*WHAT IS EXPECTED*: Whenever a line in the records below holds the string "ConnectivityError", include it in the count, and state the number alone.

*RECORDS PROVIDED*:

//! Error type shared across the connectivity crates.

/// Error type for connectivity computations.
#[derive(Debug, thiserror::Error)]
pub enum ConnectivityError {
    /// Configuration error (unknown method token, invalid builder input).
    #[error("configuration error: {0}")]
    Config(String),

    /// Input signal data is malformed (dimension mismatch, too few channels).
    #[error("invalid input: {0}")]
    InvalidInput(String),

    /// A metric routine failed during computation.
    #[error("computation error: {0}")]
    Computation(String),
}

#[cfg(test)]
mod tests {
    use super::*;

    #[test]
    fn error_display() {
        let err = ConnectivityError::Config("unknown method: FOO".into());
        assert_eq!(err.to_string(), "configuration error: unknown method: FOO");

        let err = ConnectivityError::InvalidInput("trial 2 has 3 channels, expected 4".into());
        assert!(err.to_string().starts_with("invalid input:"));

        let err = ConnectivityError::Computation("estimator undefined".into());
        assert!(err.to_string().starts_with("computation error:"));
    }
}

*RESPONSE TO THE TASK*: 4